● **Aim of the task**
The full set of entries below is to be returned unchanged.

(Dataset Opens)

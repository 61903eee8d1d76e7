use crate::domain::constants::ALPHABET_LEN;
use serde::{Deserialize, Serialize};
use std::fmt;

/// Contents of `~/.config/drills/config.toml`. Every key is optional.
#[derive(Debug, Deserialize, Default)]
pub struct Config {
    #[serde(default)]
    pub log_level: Option<String>,
    #[serde(default)]
    pub change: ChangeConfig,
}

#[derive(Debug, Deserialize, Default)]
pub struct ChangeConfig {
    /// Coin values in cents. Defaults to 25/10/5/1 when absent.
    #[serde(default)]
    pub denominations: Option<Vec<u64>>,
}

#[derive(Serialize)]
pub struct JsonOut<T: Serialize> {
    pub ok: bool,
    pub data: T,
}

/// Rotation applied to letters, already reduced modulo 26.
#[derive(Debug, Clone, Copy, PartialEq, Eq, Serialize)]
#[serde(transparent)]
pub struct ShiftKey(u8);

impl ShiftKey {
    pub fn new(raw: u64) -> Self {
        Self((raw % u64::from(ALPHABET_LEN)) as u8)
    }

    pub fn get(self) -> u8 {
        self.0
    }

    /// The key that undoes this one.
    pub fn inverse(self) -> Self {
        Self((ALPHABET_LEN - self.0) % ALPHABET_LEN)
    }
}

#[derive(Debug, Clone, Copy, Default, PartialEq, Eq, Serialize)]
pub struct Tally {
    pub letters: usize,
    pub words: usize,
    pub sentences: usize,
}

#[derive(Debug, Clone, Copy, PartialEq, Eq)]
pub enum GradeBucket {
    BeforeGrade1,
    Grade(u8),
    Grade16Plus,
}

impl fmt::Display for GradeBucket {
    fn fmt(&self, f: &mut fmt::Formatter<'_>) -> fmt::Result {
        match self {
            GradeBucket::BeforeGrade1 => write!(f, "Before Grade 1"),
            GradeBucket::Grade(n) => write!(f, "Grade {}", n),
            GradeBucket::Grade16Plus => write!(f, "Grade 16+"),
        }
    }
}

#[derive(Debug, Clone, Copy, PartialEq, Eq, Serialize)]
#[serde(rename_all = "lowercase")]
pub enum CoinStrategy {
    Greedy,
    Optimal,
}

#[derive(Debug, Clone, Copy, PartialEq, Eq, Serialize)]
pub struct CoinCount {
    pub denomination: u64,
    pub count: u64,
}

#[derive(Debug, Clone, PartialEq, Eq, Default)]
pub struct CoinBreakdown {
    pub total: u64,
    pub coins: Vec<CoinCount>,
}

#[derive(Debug, Serialize)]
pub struct CipherReport {
    pub key: ShiftKey,
    pub plaintext: String,
    pub ciphertext: String,
}

#[derive(Debug, Serialize)]
pub struct ChangeReport {
    pub amount: f32,
    pub cents: u64,
    pub coins: u64,
    pub breakdown: Vec<CoinCount>,
    pub strategy: CoinStrategy,
}

#[derive(Debug, Serialize)]
pub struct ReadabilityReport {
    #[serde(flatten)]
    pub tally: Tally,
    pub index: f64,
    pub grade: i64,
    pub label: String,
}
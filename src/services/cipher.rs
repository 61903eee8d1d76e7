use crate::domain::constants::ALPHABET_LEN;
use crate::domain::errors::CipherError;
use crate::domain::models::ShiftKey;

/// Accepts a non-empty run of ASCII digits of any length.
///
/// The value is folded modulo 26 digit by digit, so keys wider than `u64`
/// are still valid and never overflow.
pub fn parse_key(raw: &str) -> Result<ShiftKey, CipherError> {
    if raw.is_empty() || !raw.bytes().all(|b| b.is_ascii_digit()) {
        return Err(CipherError::Usage);
    }
    let folded = raw.bytes().fold(0u64, |acc, b| {
        (acc * 10 + u64::from(b - b'0')) % u64::from(ALPHABET_LEN)
    });
    Ok(ShiftKey::new(folded))
}

pub fn shift_char(c: char, key: ShiftKey) -> char {
    if !c.is_ascii_alphabetic() {
        return c;
    }
    let base = if c.is_ascii_lowercase() { b'a' } else { b'A' };
    let offset = (c as u8 - base + key.get()) % ALPHABET_LEN;
    (base + offset) as char
}

pub fn encipher(text: &str, key: ShiftKey) -> String {
    text.chars().map(|c| shift_char(c, key)).collect()
}
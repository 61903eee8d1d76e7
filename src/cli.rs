use clap::Parser;

#[derive(Parser, Debug)]
#[command(
    name = "caesar",
    version,
    about = "Encrypt a line of text with a Caesar cipher"
)]
pub struct CaesarCli {
    #[arg(long, help = "Output machine-readable JSON")]
    pub json: bool,
    /// Exactly one key is accepted; anything else is a usage error, so the
    /// count is checked by the handler rather than by clap.
    #[arg(value_name = "KEY", help = "Shift key (decimal digits only)")]
    pub key: Vec<String>,
}

#[derive(Parser, Debug)]
#[command(
    name = "cash",
    version,
    about = "Fewest coins needed to give back an amount of change"
)]
pub struct CashCli {
    #[arg(long, help = "Output machine-readable JSON")]
    pub json: bool,
}

#[derive(Parser, Debug)]
#[command(
    name = "readability",
    version,
    about = "Estimate the US grade level of a text (Coleman-Liau)"
)]
pub struct ReadabilityCli {
    #[arg(long, help = "Output machine-readable JSON")]
    pub json: bool,
}
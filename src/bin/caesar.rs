use clap::error::ErrorKind;
use clap::Parser;
use drills::cli::CaesarCli;
use drills::commands::{bootstrap, handle_caesar, Status};
use drills::domain::constants::CAESAR_USAGE;
use std::process::ExitCode;

fn main() -> anyhow::Result<ExitCode> {
    let cli = match CaesarCli::try_parse() {
        Ok(cli) => cli,
        Err(e) if matches!(e.kind(), ErrorKind::DisplayHelp | ErrorKind::DisplayVersion) => {
            e.exit()
        }
        Err(_) => {
            // unknown flags such as `-3` are malformed keys too
            println!("{}", CAESAR_USAGE);
            return Ok(Status::Usage.into());
        }
    };
    bootstrap()?;

    let mut input = std::io::stdin().lock();
    let mut out = std::io::stdout().lock();
    Ok(handle_caesar(&cli, &mut input, &mut out)?.into())
}
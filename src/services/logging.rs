use crate::domain::constants::{DEFAULT_LOG_LEVEL, LOG_ENV};
use std::io::IsTerminal;
use tracing_subscriber::EnvFilter;

/// Logs go to stderr so stdout carries only prompts and results.
///
/// Level comes from `DRILLS_LOG`, then the config file, then `warn`.
pub fn init_logging(config_level: Option<&str>) {
    let filter = EnvFilter::try_from_env(LOG_ENV)
        .or_else(|_| EnvFilter::try_new(config_level.unwrap_or(DEFAULT_LOG_LEVEL)))
        .unwrap_or_else(|_| EnvFilter::new(DEFAULT_LOG_LEVEL));

    tracing_subscriber::fmt()
        .compact()
        .with_env_filter(filter)
        .with_writer(std::io::stderr)
        .with_target(false)
        .with_ansi(std::io::stderr().is_terminal())
        // a second init in the same process keeps the first subscriber
        .try_init()
        .ok();
}

#[cfg(test)]
mod tests {
    use super::init_logging;

    #[test]
    fn repeated_init_keeps_the_first_subscriber() {
        init_logging(Some("debug"));
        init_logging(Some("not a level ["));
        init_logging(None);
        tracing::debug!("still logging");
    }
}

(Dataset Closes)

● **Written response**
repository 61903eee8d1d76e7
use crate::domain::constants::ALPHABET_LEN;
use serde::{Deserialize, Serialize};
use std::fmt;

/// Contents of `~/.config/drills/config.toml`. Every key is optional.
#[derive(Debug, Deserialize, Default)]
pub struct Config {
    #[serde(default)]
    pub log_level: Option<String>,
    #[serde(default)]
    pub change: ChangeConfig,
}

#[derive(Debug, Deserialize, Default)]
pub struct ChangeConfig {
    /// Coin values in cents. Defaults to 25/10/5/1 when absent.
    #[serde(default)]
    pub denominations: Option<Vec<u64>>,
}

#[derive(Serialize)]
pub struct JsonOut<T: Serialize> {
    pub ok: bool,
    pub data: T,
}

/// Rotation applied to letters, already reduced modulo 26.
#[derive(Debug, Clone, Copy, PartialEq, Eq, Serialize)]
#[serde(transparent)]
pub struct ShiftKey(u8);

impl ShiftKey {
    pub fn new(raw: u64) -> Self {
        Self((raw % u64::from(ALPHABET_LEN)) as u8)
    }

    pub fn get(self) -> u8 {
        self.0
    }

    /// The key that undoes this one.
    pub fn inverse(self) -> Self {
        Self((ALPHABET_LEN - self.0) % ALPHABET_LEN)
    }
}

#[derive(Debug, Clone, Copy, Default, PartialEq, Eq, Serialize)]
pub struct Tally {
    pub letters: usize,
    pub words: usize,
    pub sentences: usize,
}

#[derive(Debug, Clone, Copy, PartialEq, Eq)]
pub enum GradeBucket {
    BeforeGrade1,
    Grade(u8),
    Grade16Plus,
}

impl fmt::Display for GradeBucket {
    fn fmt(&self, f: &mut fmt::Formatter<'_>) -> fmt::Result {
        match self {
            GradeBucket::BeforeGrade1 => write!(f, "Before Grade 1"),
            GradeBucket::Grade(n) => write!(f, "Grade {}", n),
            GradeBucket::Grade16Plus => write!(f, "Grade 16+"),
        }
    }
}

#[derive(Debug, Clone, Copy, PartialEq, Eq, Serialize)]
#[serde(rename_all = "lowercase")]
pub enum CoinStrategy {
    Greedy,
    Optimal,
}

#[derive(Debug, Clone, Copy, PartialEq, Eq, Serialize)]
pub struct CoinCount {
    pub denomination: u64,
    pub count: u64,
}

#[derive(Debug, Clone, PartialEq, Eq, Default)]
pub struct CoinBreakdown {
    pub total: u64,
    pub coins: Vec<CoinCount>,
}

#[derive(Debug, Serialize)]
pub struct CipherReport {
    pub key: ShiftKey,
    pub plaintext: String,
    pub ciphertext: String,
}

#[derive(Debug, Serialize)]
pub struct ChangeReport {
    pub amount: f32,
    pub cents: u64,
    pub coins: u64,
    pub breakdown: Vec<CoinCount>,
    pub strategy: CoinStrategy,
}

#[derive(Debug, Serialize)]
pub struct ReadabilityReport {
    #[serde(flatten)]
    pub tally: Tally,
    pub index: f64,
    pub grade: i64,
    pub label: String,
}
filename src/services/cipher.rs
repository 61903eee8d1d76e7
use crate::domain::constants::ALPHABET_LEN;
use crate::domain::errors::CipherError;
use crate::domain::models::ShiftKey;

/// Accepts a non-empty run of ASCII digits of any length.
///
/// The value is folded modulo 26 digit by digit, so keys wider than `u64`
/// are still valid and never overflow.
pub fn parse_key(raw: &str) -> Result<ShiftKey, CipherError> {
    if raw.is_empty() || !raw.bytes().all(|b| b.is_ascii_digit()) {
        return Err(CipherError::Usage);
    }
    let folded = raw.bytes().fold(0u64, |acc, b| {
        (acc * 10 + u64::from(b - b'0')) % u64::from(ALPHABET_LEN)
    });
    Ok(ShiftKey::new(folded))
}

pub fn shift_char(c: char, key: ShiftKey) -> char {
    if !c.is_ascii_alphabetic() {
        return c;
    }
    let base = if c.is_ascii_lowercase() { b'a' } else { b'A' };
    let offset = (c as u8 - base + key.get()) % ALPHABET_LEN;
    (base + offset) as char
}

pub fn encipher(text: &str, key: ShiftKey) -> String {
    text.chars().map(|c| shift_char(c, key)).collect()
}
repository 61903eee8d1d76e7
filename src/cli.rs
use clap::Parser;

#[derive(Parser, Debug)]
#[command(
    name = "caesar",
    version,
    about = "Encrypt a line of text with a Caesar cipher"
)]
pub struct CaesarCli {
    #[arg(long, help = "Output machine-readable JSON")]
    pub json: bool,
    /// Exactly one key is accepted; anything else is a usage error, so the
    /// count is checked by the handler rather than by clap.
    #[arg(value_name = "KEY", help = "Shift key (decimal digits only)")]
    pub key: Vec<String>,
}

#[derive(Parser, Debug)]
#[command(
    name = "cash",
    version,
    about = "Fewest coins needed to give back an amount of change"
)]
pub struct CashCli {
    #[arg(long, help = "Output machine-readable JSON")]
    pub json: bool,
}

#[derive(Parser, Debug)]
#[command(
    name = "readability",
    version,
    about = "Estimate the US grade level of a text (Coleman-Liau)"
)]
pub struct ReadabilityCli {
    #[arg(long, help = "Output machine-readable JSON")]
    pub json: bool,
}
filename src/bin/caesar.rs
use clap::error::ErrorKind;
use clap::Parser;
use drills::cli::CaesarCli;
use drills::commands::{bootstrap, handle_caesar, Status};
use drills::domain::constants::CAESAR_USAGE;
use std::process::ExitCode;

fn main() -> anyhow::Result<ExitCode> {
    let cli = match CaesarCli::try_parse() {
        Ok(cli) => cli,
        Err(e) if matches!(e.kind(), ErrorKind::DisplayHelp | ErrorKind::DisplayVersion) => {
            e.exit()
        }
        Err(_) => {
            // unknown flags such as `-3` are malformed keys too
            println!("{}", CAESAR_USAGE);
            return Ok(Status::Usage.into());
        }
    };
    bootstrap()?;

    let mut input = std::io::stdin().lock();
    let mut out = std::io::stdout().lock();
    Ok(handle_caesar(&cli, &mut input, &mut out)?.into())
}
filename src/services/logging.rs
use crate::domain::constants::{DEFAULT_LOG_LEVEL, LOG_ENV};
use std::io::IsTerminal;
use tracing_subscriber::EnvFilter;

/// Logs go to stderr so stdout carries only prompts and results.
///
/// Level comes from `DRILLS_LOG`, then the config file, then `warn`.
pub fn init_logging(config_level: Option<&str>) {
    let filter = EnvFilter::try_from_env(LOG_ENV)
        .or_else(|_| EnvFilter::try_new(config_level.unwrap_or(DEFAULT_LOG_LEVEL)))
        .unwrap_or_else(|_| EnvFilter::new(DEFAULT_LOG_LEVEL));

    tracing_subscriber::fmt()
        .compact()
        .with_env_filter(filter)
        .with_writer(std::io::stderr)
        .with_target(false)
        .with_ansi(std::io::stderr().is_terminal())
        // a second init in the same process keeps the first subscriber
        .try_init()
        .ok();
}

#[cfg(test)]
mod tests {
    use super::init_logging;

    #[test]
    fn repeated_init_keeps_the_first_subscriber() {
        init_logging(Some("debug"));
        init_logging(Some("not a level ["));
        init_logging(None);
        tracing::debug!("still logging");
    }
}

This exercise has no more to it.